Many participants pointed to the variety of African foods being sold as their favorite part of the festival.
“The food is very authentic,” said Jason Hooliston, a 23-year-old from South Africa who studies architecture in Seoul. “Their taste is very similar with the food in Africa.”
Around the main stage where many musicians and dancers performed was an array of outdoor booths displaying traditional African dishes, clothes and other items for sale.
One of the most popular booths was for the Republic of Congo. Korean visitors crowded to try the country’s traditional grilled beef skewers, called kamundele, which cost 3,000 won ($2.76) each and were cooked by native Congolese people.
At the opening ceremony, which started at 2 p.m., diplomats and ambassadors from all of the 17 African embassies in Seoul attended.
“The festival was a success,” said Choi Ok, the official in charge of the event at the Seongbuk Global Village Center, to the Korea JoongAng Daily.
“After the festival, the ambassadors expressed their gratitude for holding such a large-scale festival for African culture. In particular, the Kenyan ambassador said it was the most enjoyable festival for him in the three years since he came to Korea.”

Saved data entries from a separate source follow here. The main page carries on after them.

pub mod promote;
pub mod proxy;
pub mod rollback;

use crate::config::DepotConfig;
use depot_model::{CallbackMethod, CallbackTarget, StoreKey};
use depot_promote::PromotionManager;
use depot_remote::{HttpCallbackTransport, HttpFetcher};
use depot_store::{FileContentManager, FileStoreRegistry, MemoryNotFoundCache, StoreLayout};
use serde::de::DeserializeOwned;
use std::path::Path;
use std::sync::Arc;

pub const EXIT_SUCCESS: u8 = 0;
pub const EXIT_FAILURE: u8 = 1;
pub const EXIT_CONFIG_ERROR: u8 = 2;
pub const EXIT_STORE_ERROR: u8 = 3;

pub fn json_pretty(value: &impl serde::Serialize) -> Result<String, String> {
    serde_json::to_string_pretty(value).map_err(|e| format!("JSON serialization failed: {e}"))
}

pub fn parse_store_key(input: &str) -> Result<StoreKey, String> {
    input.parse().map_err(|e| format!("{e}"))
}

pub fn callback_target(url: Option<&str>, put: bool) -> Option<CallbackTarget> {
    let method = if put {
        CallbackMethod::Put
    } else {
        CallbackMethod::Post
    };
    url.map(|u| CallbackTarget::new(u, method))
}

/// Write `value` as pretty JSON to `path`, for a later rollback or resume.
pub fn save_result(path: &Path, value: &impl serde::Serialize) -> Result<(), String> {
    let json = json_pretty(value)?;
    std::fs::write(path, json).map_err(|e| format!("cannot write {}: {e}", path.display()))
}

pub fn load_result<T: DeserializeOwned>(path: &Path) -> Result<T, String> {
    let content = std::fs::read_to_string(path)
        .map_err(|e| format!("cannot read {}: {e}", path.display()))?;
    serde_json::from_str(&content)
        .map_err(|e| format!("invalid promotion result in {}: {e}", path.display()))
}

/// The local store plus everything layered on top of it.
pub struct Depot {
    pub registry: Arc<FileStoreRegistry>,
    pub content: Arc<FileContentManager>,
    pub nfc: Arc<MemoryNotFoundCache>,
}

impl Depot {
    pub fn open(root: &Path, config: &DepotConfig) -> Result<Self, String> {
        let layout = StoreLayout::new(root);
        layout
            .initialize()
            .map_err(|e| format!("store error: {e}"))?;
        let registry = Arc::new(
            FileStoreRegistry::open(layout.clone()).map_err(|e| format!("store error: {e}"))?,
        );
        let nfc = Arc::new(MemoryNotFoundCache::new());
        let content = Arc::new(
            FileContentManager::new(layout, registry.clone(), nfc.clone())
                .with_fetcher(Arc::new(HttpFetcher::new(config.remote.clone()))),
        );
        Ok(Self {
            registry,
            content,
            nfc,
        })
    }

    pub fn promotion_manager(&self, config: &DepotConfig) -> Result<PromotionManager, String> {
        PromotionManager::builder(
            config.promote.clone(),
            self.registry.clone(),
            self.content.clone(),
            self.nfc.clone(),
        )
        .callback_transport(Arc::new(HttpCallbackTransport::new(&config.remote)))
        .build()
        .map_err(|e| format!("config error: {e}"))
    }
}
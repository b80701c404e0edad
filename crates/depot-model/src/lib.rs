//! Value types shared by the promotion engine and the proxy.
//!
//! `StoreKey` and `ArtifactStore` describe content stores (hosted, remote,
//! group). `PathsPromoteRequest`/`PathsPromoteResult` and their group
//! counterparts carry a promotion from the API layer through the engine and
//! out to callbacks. `StoreKeyPaths` is the admission-control claim.

pub mod promote;
pub mod store;
pub mod types;

pub use promote::{
    CallbackMethod, CallbackTarget, GroupPromoteRequest, GroupPromoteResult, GroupPromotionSummary,
    PathTransferResult, PathsPromoteRequest, PathsPromoteResult, PromotionSummary, StoreKeyPaths,
    ValidationResult,
};
pub use store::{
    ArtifactStore, ChangeSummary, StoreKey, StoreKind, StoreType, METADATA_ORIGIN,
    METADATA_TRACKING_ID, SYSTEM_USER,
};
pub use types::{PackageType, PromotionId, StoreName, GENERIC_PKG_KEY, MAVEN_PKG_KEY, NPM_PKG_KEY};

use thiserror::Error;

#[derive(Debug, Error)]
pub enum ModelError {
    #[error("invalid store type: '{0}' (expected hosted, remote or group)")]
    InvalidStoreType(String),
    #[error("invalid store key: '{0}' (expected <package>:<type>:<name>)")]
    InvalidStoreKey(String),
    #[error("serialization error: {0}")]
    Serialization(#[from] serde_json::Error),
}

#[cfg(test)]
mod tests {
    use super::*;

    #[test]
    fn model_error_display_invalid_key() {
        let e = ModelError::InvalidStoreKey("bad".to_owned());
        assert!(e.to_string().contains("bad"));
    }

    #[test]
    fn model_error_display_invalid_type() {
        let e = ModelError::InvalidStoreType("virtual".to_owned());
        assert!(e.to_string().contains("virtual"));
    }
}
use serde::{Deserialize, Serialize};
use std::collections::BTreeMap;
use std::net::SocketAddr;
use std::path::PathBuf;
use std::time::Duration;

use crate::ProxyError;

/// When proxied content is routed through per-user tracking stores.
#[derive(Debug, Clone, Copy, Default, PartialEq, Eq, Serialize, Deserialize)]
#[serde(rename_all = "lowercase")]
pub enum TrackingType {
    #[default]
    None,
    /// Users named `<id>+tracking` are tracked under `<id>`.
    Suffix,
    /// Every request must carry credentials; the user name is the tracking id.
    Always,
}

/// `[httprox]` section of `depot.toml`.
#[derive(Debug, Clone, PartialEq, Eq, Serialize, Deserialize)]
#[serde(default)]
pub struct HttproxConfig {
    pub enabled: bool,
    pub bind: String,
    pub port: u16,
    /// Require `Proxy-Authorization` on every request.
    pub secured: bool,
    pub realm: String,
    pub tracking: TrackingType,
    pub auth_cache_ttl_seconds: u64,
    pub auth_cache_salt: String,
    pub tunnel_idle_timeout_seconds: u64,
    /// Credentials accepted by the built-in authenticator.
    pub users: BTreeMap<String, String>,
    /// CONNECT interception. Absent means CONNECT is refused.
    pub mitm: Option<MitmConfig>,
}

impl Default for HttproxConfig {
    fn default() -> Self {
        Self {
            enabled: false,
            bind: "0.0.0.0".to_owned(),
            port: 8081,
            secured: false,
            realm: "httprox".to_owned(),
            tracking: TrackingType::None,
            auth_cache_ttl_seconds: 300,
            auth_cache_salt: String::new(),
            tunnel_idle_timeout_seconds: 60,
            users: BTreeMap::new(),
            mitm: None,
        }
    }
}

impl HttproxConfig {
    pub fn listen_addr(&self) -> Result<SocketAddr, ProxyError> {
        format!("{}:{}", self.bind, self.port)
            .parse()
            .map_err(|e| ProxyError::Config(format!("bad listen address {}:{}: {e}", self.bind, self.port)))
    }

    pub fn auth_cache_ttl(&self) -> Duration {
        Duration::from_secs(self.auth_cache_ttl_seconds)
    }

    pub fn tunnel_idle_timeout(&self) -> Duration {
        Duration::from_secs(self.tunnel_idle_timeout_seconds)
    }

    pub fn mitm_enabled(&self) -> bool {
        self.mitm.is_some()
    }
}

/// `[httprox.mitm]`: the CA used to sign per-host certificates.
#[derive(Debug, Clone, PartialEq, Eq, Serialize, Deserialize)]
pub struct MitmConfig {
    /// PEM certificate of the signing CA.
    pub ca_cert: PathBuf,
    /// PEM (PKCS#8) private key of the signing CA.
    pub ca_key: PathBuf,
    /// Subject template; `<host>` is replaced by the CONNECT host.
    #[serde(default = "default_dn_template")]
    pub dn_template: String,
    #[serde(default = "default_so_timeout")]
    pub so_timeout_minutes: u64,
    #[serde(default = "default_connect_attempts")]
    pub connect_attempts: u32,
    #[serde(default = "default_connect_backoff")]
    pub connect_backoff_ms: u64,
}

fn default_dn_template() -> String {
    "CN=<host>, O=depot".to_owned()
}

fn default_so_timeout() -> u64 {
    30
}

fn default_connect_attempts() -> u32 {
    16
}

fn default_connect_backoff() -> u64 {
    1000
}

impl MitmConfig {
    pub fn new(ca_cert: impl Into<PathBuf>, ca_key: impl Into<PathBuf>) -> Self {
        Self {
            ca_cert: ca_cert.into(),
            ca_key: ca_key.into(),
            dn_template: default_dn_template(),
            so_timeout_minutes: default_so_timeout(),
            connect_attempts: default_connect_attempts(),
            connect_backoff_ms: default_connect_backoff(),
        }
    }

    pub fn so_timeout(&self) -> Duration {
        Duration::from_secs(self.so_timeout_minutes * 60)
    }

    pub fn connect_backoff(&self) -> Duration {
        Duration::from_millis(self.connect_backoff_ms)
    }

    /// Subject attributes for `host`, as `(attribute, value)` pairs.
    ///
    /// `CN=<host>, O=Test Org` yields `[("CN", host), ("O", "Test Org")]`.
    /// Unknown attributes are passed through; entries without `=` are dropped.
    pub fn subject_for(&self, host: &str) -> Vec<(String, String)> {
        self.dn_template
            .replace("<host>", host)
            .split(',')
            .filter_map(|part| {
                let (attr, value) = part.split_once('=')?;
                Some((attr.trim().to_ascii_uppercase(), value.trim().to_owned()))
            })
            .collect()
    }
}
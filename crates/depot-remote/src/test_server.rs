//! In-process HTTP origin for integration tests.
//!
//! Serves files registered with [`TestServer::put_file`] to `GET`/`HEAD`,
//! answers `POST`/`PUT` with a configurable status, and records every request
//! it sees. Dropping the server unblocks and stops its accept loop.

use std::collections::HashMap;
use std::io::Read;
use std::sync::atomic::{AtomicU16, Ordering};
use std::sync::{Arc, Mutex};
use std::time::{Duration, Instant};
use tiny_http::{Method, Response, Server, StatusCode};
use tracing::debug;

#[derive(Debug, Clone)]
pub struct ReceivedRequest {
    pub method: String,
    pub url: String,
    pub headers: Vec<(String, String)>,
    pub body: Vec<u8>,
}

impl ReceivedRequest {
    /// First header named `name`, compared case-insensitively.
    pub fn header(&self, name: &str) -> Option<&str> {
        self.headers
            .iter()
            .find(|(k, _)| k.eq_ignore_ascii_case(name))
            .map(|(_, v)| v.as_str())
    }
}

#[derive(Default)]
struct Shared {
    files: Mutex<HashMap<String, Vec<u8>>>,
    received: Mutex<Vec<ReceivedRequest>>,
}

pub struct TestServer {
    pub url: String,
    pub port: u16,
    shared: Arc<Shared>,
    write_status: Arc<AtomicU16>,
    server: Arc<Server>,
    _handle: std::thread::JoinHandle<()>,
}

impl TestServer {
    /// Bind `127.0.0.1:0` and start serving on a background thread.
    pub fn start() -> Self {
        let server =
            Arc::new(Server::http("127.0.0.1:0").expect("failed to bind test HTTP server"));
        let port = server.server_addr().to_ip().expect("not an IP addr").port();
        let url = format!("http://127.0.0.1:{port}");

        let shared = Arc::new(Shared::default());
        let write_status = Arc::new(AtomicU16::new(200));

        let srv = Arc::clone(&server);
        let sh = Arc::clone(&shared);
        let status = Arc::clone(&write_status);
        let handle = std::thread::spawn(move || {
            for request in srv.incoming_requests() {
                serve_one(&sh, &status, request);
            }
        });

        Self {
            url,
            port,
            shared,
            write_status,
            server,
            _handle: handle,
        }
    }

    /// Serve `body` at URL path `path` (leading slash optional).
    pub fn put_file(&self, path: &str, body: &[u8]) {
        let key = format!("/{}", path.trim_start_matches('/'));
        self.shared
            .files
            .lock()
            .expect("files lock")
            .insert(key, body.to_vec());
    }

    /// Status returned to subsequent `POST`/`PUT` requests.
    pub fn set_write_status(&self, code: u16) {
        self.write_status.store(code, Ordering::SeqCst);
    }

    pub fn received(&self) -> Vec<ReceivedRequest> {
        self.shared.received.lock().expect("received lock").clone()
    }

    /// Poll until at least `count` requests arrived or `timeout` passes.
    pub fn wait_for(&self, count: usize, timeout: Duration) -> Vec<ReceivedRequest> {
        let deadline = Instant::now() + timeout;
        loop {
            let seen = self.received();
            if seen.len() >= count || Instant::now() >= deadline {
                return seen;
            }
            std::thread::sleep(Duration::from_millis(10));
        }
    }
}

impl Drop for TestServer {
    fn drop(&mut self) {
        self.server.unblock();
    }
}

fn serve_one(shared: &Shared, write_status: &AtomicU16, mut req: tiny_http::Request) {
    let method = req.method().clone();
    let url = req.url().to_owned();
    let headers = req
        .headers()
        .iter()
        .map(|h| (h.field.to_string(), h.value.to_string()))
        .collect();
    let mut body = Vec::new();
    let _ = req.as_reader().read_to_end(&mut body);
    debug!("test server: {method} {url}");

    if let Ok(mut received) = shared.received.lock() {
        received.push(ReceivedRequest {
            method: method.to_string(),
            url: url.clone(),
            headers,
            body,
        });
    }

    let file = shared
        .files
        .lock()
        .ok()
        .and_then(|files| files.get(&url).cloned());
    let response = match (method, file) {
        (Method::Get | Method::Head, Some(data)) => Response::from_data(data),
        (Method::Get | Method::Head, None) => {
            Response::from_data(b"not found".to_vec()).with_status_code(StatusCode(404))
        }
        (Method::Post | Method::Put, _) => Response::from_data(Vec::new())
            .with_status_code(StatusCode(write_status.load(Ordering::SeqCst))),
        _ => Response::from_data(b"method not allowed".to_vec()).with_status_code(StatusCode(405)),
    };
    let _ = req.respond(response);
}
use crate::StoreError;
use depot_model::StoreKey;
use serde::{Deserialize, Serialize};
use std::fs;
use std::io::Write;
use std::path::{Component, Path, PathBuf};
use tempfile::NamedTempFile;

/// Current on-disk format version. Incremented on incompatible layout changes.
pub const STORE_FORMAT_VERSION: u32 = 1;
const VERSION_FILE: &str = "version";

/// Directory layout for the depot data root.
///
/// ```text
/// <root>/version
/// <root>/registry.json
/// <root>/.lock
/// <root>/content/<package>/<type>/<name>/<path>
/// ```
#[derive(Debug, Clone)]
pub struct StoreLayout {
    root: PathBuf,
}

#[derive(Debug, Serialize, Deserialize)]
struct FormatVersion {
    format_version: u32,
}

impl StoreLayout {
    pub fn new(root: impl Into<PathBuf>) -> Self {
        Self { root: root.into() }
    }

    #[inline]
    pub fn root(&self) -> &Path {
        &self.root
    }

    #[inline]
    pub fn content_dir(&self) -> PathBuf {
        self.root.join("content")
    }

    #[inline]
    pub fn store_dir(&self, key: &StoreKey) -> PathBuf {
        self.content_dir()
            .join(key.package_type.as_str())
            .join(key.store_type.as_str())
            .join(key.name.as_str())
    }

    #[inline]
    pub fn registry_file(&self) -> PathBuf {
        self.root.join("registry.json")
    }

    #[inline]
    pub fn lock_file(&self) -> PathBuf {
        self.root.join(".lock")
    }

    /// Filesystem location of `path` inside `key`'s directory.
    ///
    /// Leading slashes are ignored; `..`, `.` and empty segments are rejected
    /// so a path can never escape its store.
    pub fn path_for(&self, key: &StoreKey, path: &str) -> Result<PathBuf, StoreError> {
        let rel = normalize_path(path)?;
        Ok(self.store_dir(key).join(rel))
    }

    pub fn initialize(&self) -> Result<(), StoreError> {
        fs::create_dir_all(self.content_dir())?;

        let version_path = self.root.join(VERSION_FILE);
        if version_path.exists() {
            self.verify_version()?;
        } else {
            let ver = FormatVersion {
                format_version: STORE_FORMAT_VERSION,
            };
            let content = serde_json::to_string_pretty(&ver)?;
            let mut tmp = NamedTempFile::new_in(&self.root)?;
            tmp.write_all(content.as_bytes())?;
            tmp.as_file().sync_all()?;
            tmp.persist(&version_path)
                .map_err(|e| StoreError::Io(e.error))?;
            crate::fsync_dir(&self.root)?;
        }

        Ok(())
    }

    pub fn verify_version(&self) -> Result<(), StoreError> {
        let content = fs::read_to_string(self.root.join(VERSION_FILE))?;
        let ver: FormatVersion = serde_json::from_str(&content)?;

        if ver.format_version != STORE_FORMAT_VERSION {
            return Err(StoreError::VersionMismatch {
                expected: STORE_FORMAT_VERSION,
                found: ver.format_version,
            });
        }
        Ok(())
    }
}

/// Strip leading slashes and validate every segment of an artifact path.
pub fn normalize_path(path: &str) -> Result<PathBuf, StoreError> {
    let trimmed = path.trim_start_matches('/');
    if trimmed.is_empty() {
        return Err(StoreError::InvalidPath(path.to_owned()));
    }
    let mut out = PathBuf::new();
    for segment in trimmed.split('/') {
        if segment.is_empty() || segment == "." || segment == ".." || segment.contains('\\') {
            return Err(StoreError::InvalidPath(path.to_owned()));
        }
        out.push(segment);
    }
    if out.components().any(|c| !matches!(c, Component::Normal(_))) {
        return Err(StoreError::InvalidPath(path.to_owned()));
    }
    Ok(out)
}

#[cfg(test)]
mod tests {
    use super::*;

    #[test]
    fn layout_paths_are_correct() {
        let layout = StoreLayout::new("/tmp/depot-test");
        let key = StoreKey::hosted("maven", "staging");
        assert_eq!(
            layout.store_dir(&key),
            PathBuf::from("/tmp/depot-test/content/maven/hosted/staging")
        );
        assert_eq!(
            layout.path_for(&key, "/a/1.0/a.jar").unwrap(),
            PathBuf::from("/tmp/depot-test/content/maven/hosted/staging/a/1.0/a.jar")
        );
        assert_eq!(
            layout.registry_file(),
            PathBuf::from("/tmp/depot-test/registry.json")
        );
    }

    #[test]
    fn path_for_rejects_escapes() {
        let layout = StoreLayout::new("/tmp/depot-test");
        let key = StoreKey::hosted("maven", "staging");
        for bad in ["", "/", "../x", "a/../../x", "a//b", "./a", "a\\b"] {
            assert!(layout.path_for(&key, bad).is_err(), "accepted {bad:?}");
        }
    }

    #[test]
    fn initialize_creates_directories() {
        let dir = tempfile::tempdir().unwrap();
        let layout = StoreLayout::new(dir.path());
        layout.initialize().unwrap();
        assert!(layout.content_dir().is_dir());
    }

    #[test]
    fn initialize_is_idempotent() {
        let dir = tempfile::tempdir().unwrap();
        let layout = StoreLayout::new(dir.path());
        layout.initialize().unwrap();
        layout.initialize().unwrap();
        layout.verify_version().unwrap();
    }

    #[test]
    fn version_mismatch_is_reported() {
        let dir = tempfile::tempdir().unwrap();
        let layout = StoreLayout::new(dir.path());
        layout.initialize().unwrap();
        fs::write(dir.path().join(VERSION_FILE), r#"{"format_version": 99}"#).unwrap();
        assert!(matches!(
            layout.verify_version(),
            Err(StoreError::VersionMismatch { found: 99, .. })
        ));
    }
}
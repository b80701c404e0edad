use super::{json_pretty, load_result, save_result, EXIT_FAILURE, EXIT_SUCCESS};
use depot_model::{
    CallbackTarget, GroupPromoteRequest, GroupPromoteResult, PathsPromoteRequest,
    PathsPromoteResult, StoreKey,
};
use depot_promote::PromotionManager;
use std::path::Path;

pub struct PathsArgs {
    pub source: StoreKey,
    pub target: StoreKey,
    pub paths: Vec<String>,
    pub purge_source: bool,
    pub fail_when_exists: bool,
    pub dry_run: bool,
    pub skip_validation: bool,
    pub callback: Option<CallbackTarget>,
}

pub async fn paths(
    manager: &PromotionManager,
    args: PathsArgs,
    output: Option<&Path>,
    json: bool,
) -> Result<u8, String> {
    let mut request = PathsPromoteRequest::new(args.source, args.target)
        .with_paths(args.paths)
        .with_purge_source(args.purge_source)
        .with_fail_when_exists(args.fail_when_exists)
        .with_dry_run(args.dry_run)
        .with_skip_validation(args.skip_validation);
    if let Some(callback) = args.callback {
        request = request.with_callback(callback);
    }
    let result = manager.promote_paths(request).await;
    report_paths(&result, output, json)
}

pub async fn resume_paths(
    manager: &PromotionManager,
    result_file: &Path,
    output: Option<&Path>,
    json: bool,
) -> Result<u8, String> {
    let previous: PathsPromoteResult = load_result(result_file)?;
    let result = manager.resume_paths_promote(previous).await;
    report_paths(&result, output, json)
}

pub struct GroupArgs {
    pub source: StoreKey,
    pub target_group: String,
    pub dry_run: bool,
    pub skip_validation: bool,
    pub callback: Option<CallbackTarget>,
}

pub async fn group(
    manager: &PromotionManager,
    args: GroupArgs,
    output: Option<&Path>,
    json: bool,
) -> Result<u8, String> {
    let mut request = GroupPromoteRequest::new(args.source, args.target_group)
        .with_dry_run(args.dry_run)
        .with_skip_validation(args.skip_validation);
    if let Some(callback) = args.callback {
        request = request.with_callback(callback);
    }
    let result = manager.promote_to_group(request).await;
    report_group(&result, output, json)
}

pub(super) fn report_paths(
    result: &PathsPromoteResult,
    output: Option<&Path>,
    json: bool,
) -> Result<u8, String> {
    if let Some(path) = output {
        save_result(path, result)?;
    }
    if json {
        println!("{}", json_pretty(&result.summary())?);
    } else {
        let request = &result.request;
        println!(
            "{} {} -> {}: {} completed, {} skipped, {} pending",
            result.promotion_id(),
            request.source,
            request.target,
            result.completed_paths.len(),
            result.skipped_paths.len(),
            result.pending_paths.len(),
        );
        if let Some(validation) = &result.validation {
            for (rule, message) in &validation.validator_errors {
                println!("  {rule}: {message}");
            }
        }
        if let Some(error) = &result.error {
            eprintln!("promotion failed: {error}");
        }
    }
    Ok(if result.succeeded() {
        EXIT_SUCCESS
    } else {
        EXIT_FAILURE
    })
}

pub(super) fn report_group(
    result: &GroupPromoteResult,
    output: Option<&Path>,
    json: bool,
) -> Result<u8, String> {
    if let Some(path) = output {
        save_result(path, result)?;
    }
    if json {
        println!("{}", json_pretty(&result.summary())?);
    } else {
        let request = &result.request;
        match &result.error {
            None => println!("{} {} -> group {}: ok", request.promotion_id, request.source, request.target_group),
            Some(error) => eprintln!(
                "{} {} -> group {}: {error}",
                request.promotion_id, request.source, request.target_group
            ),
        }
    }
    Ok(if result.succeeded() {
        EXIT_SUCCESS
    } else {
        EXIT_FAILURE
    })
}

The festival saw a lot of Korean guests. Young university students took plenty of photos of the festivities while middle-aged housewives cuddling their babies showed a model giraffe to their kids and old couples sat near the fountain tasting African dishes.
“We tried to introduce African culture to the Korean people, particularly for those who might have some prejudices about Africa,” Choi said. “Through this kind of event, we hoped they could meet with African people, taste their foods and understand the culture of the countries located far from Korea.”
The city-run center has hosted a series of international festivals, including a Latin American festival held every June and a European outdoor market festival in December.
“We have not fixed the African festival as a regular event for September,” Choi said.
“We are thinking about holding different kinds of festivals introducing a variety of countries’ traditions. Not just Africa, but other Asian countries.”